Anne van Kesteren

XML 2.0: XML with graceful error handling?

26 January 2007

Is XML 2.0 Under Development? So in that article Micah Dubinko mentions mobile browsers living up to their premise and all that. What he says however, isn’t really true. Mobile browsers and XHTML is tag soup parsing all the way. Even for content labeled application/xhtml+xml! Don’t take my word for it. Because of this we at Opera are being blamed for doing things “correctly.” Correctly here means showing a silly error to the end user. For instance, that the page he’s trying to view didn’t escape an &. Draconian XML failed for feeds (RSS, if you wish) as well. The time has probably arrived to define graceful error handling for XML, put some IETF, W3C or WHATWG sticker on it, label it XML 2.0 and ship it. Perhaps we can drop this internal subset thing in the process.

Comments

As I say to myself most days: "Let's hope so..."
Posted by J. King at 5:20AM
Well, I applaud Opera for doing the right thing. :-)
Posted by Ethan Poole at 5:52AM
I don't think tag-soup parsing for XML is a long-term solution for anything.
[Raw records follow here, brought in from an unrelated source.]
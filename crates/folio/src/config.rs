//! Launch configuration

use ui::HistoryMode;

/// Settings the binary launches with
#[derive(Clone, Debug, PartialEq)]
pub struct SiteConfig {
    pub title: String,
    pub history: HistoryMode,
}

impl Default for SiteConfig {
    fn default() -> Self {
        Self {
            title: "Folio".to_string(),
            history: platform_history(),
        }
    }
}

/// Desktop builds have no address bar, so they keep history in memory.
fn platform_history() -> HistoryMode {
    if cfg!(feature = "desktop") {
        HistoryMode::Memory
    } else {
        HistoryMode::Browser
    }
}
//! Errors raised while validating or resolving the route table

use thiserror::Error;

/// Route table errors
#[derive(Debug, Clone, PartialEq, Eq, Error)]
pub enum RouteTableError {
    #[error("route pattern `{path}` is malformed: {reason}")]
    MalformedPattern { path: &'static str, reason: &'static str },

    #[error("path `{path}` is declared more than once")]
    DuplicatePath { path: &'static str },

    #[error("route name `{name}` is declared more than once")]
    DuplicateName { name: &'static str },

    #[error("paths `{first}` and `{second}` match the same URLs")]
    OverlappingPaths {
        first: &'static str,
        second: &'static str,
    },

    #[error("no route matches `{url}`: {reason}")]
    Unmatched { url: String, reason: String },
}
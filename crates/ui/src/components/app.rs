//! Main application component with routing

use std::rc::Rc;

use dioxus::history::{provide_history_context, MemoryHistory};
use dioxus::logger::tracing::{debug, info};
use dioxus::prelude::*;

use crate::router::{HistoryMode, SiteRouter};
use crate::routes::Route;
use crate::styles::CUSTOM_STYLES;

/// Site name shown in the header and the document title
#[derive(Clone, Debug, PartialEq)]
pub struct SiteTitle(pub String);

impl Default for SiteTitle {
    fn default() -> Self {
        Self("Folio".to_string())
    }
}

/// Main application component
///
/// Expects a [`SiteRouter`] in the launch context and optionally a
/// [`SiteTitle`].
#[component]
pub fn App() -> Element {
    let router = use_context::<SiteRouter>();

    use_hook(move || {
        info!(history = ?router.history(), "mounting router");
        if router.history() == HistoryMode::Memory {
            let history = match router.initial_path() {
                Some(path) => MemoryHistory::with_initial_path(path),
                None => MemoryHistory::default(),
            };
            provide_history_context(Rc::new(history));
        }
    });

    rsx! {
        Router::<Route> {}
    }
}

/// Layout component wrapping all routes
#[component]
pub fn Layout() -> Element {
    let route: Route = use_route();
    let SiteTitle(title) = try_use_context::<SiteTitle>().unwrap_or_default();
    debug!(%route, name = route.name(), "rendering route");

    rsx! {
        document::Title { "{route.name()} | {title}" }
        style { {CUSTOM_STYLES} }

        div {
            class: "main-container",

            header { class: "site-header",
                Link { to: Route::Home {}, class: "site-title", "{title}" }

                nav { class: "tab-bar",
                    for item in Route::navigation() {
                        Link {
                            key: "{item.name()}",
                            class: if item == route { "tab-item tab-active" } else { "tab-item" },
                            to: item.clone(),
                            "{item.name()}"
                        }
                    }
                }
            }

            // Content Area with Router Outlet
            main { class: "content-area",
                Outlet::<Route> {}
            }
        }
    }
}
The real problem is all the software that accepts invalid code in a variety of random ways, so creating specs that define how to turn some invalid code into valid code will be helpful. The random handling of invalid code has created a race to the bottom that wastes the time and money of all involved. I wish more people had the chutzpah to reject invalid code.
Posted by Andrew Gregory at 3:35PM
Sounds like a pretty good idea. I don't think the problem can be fixed any other way. Browsers can't stop supporting poorly formated sites since there are so many of them. And amateur developers (and sadly enough professionals as well) won't stop making them unless the sites they make (note that this isn't the same as those they have finished) stop working.
Posted by Wilco at 4:27PM
I wish more people had the chutzpah to reject invalid code.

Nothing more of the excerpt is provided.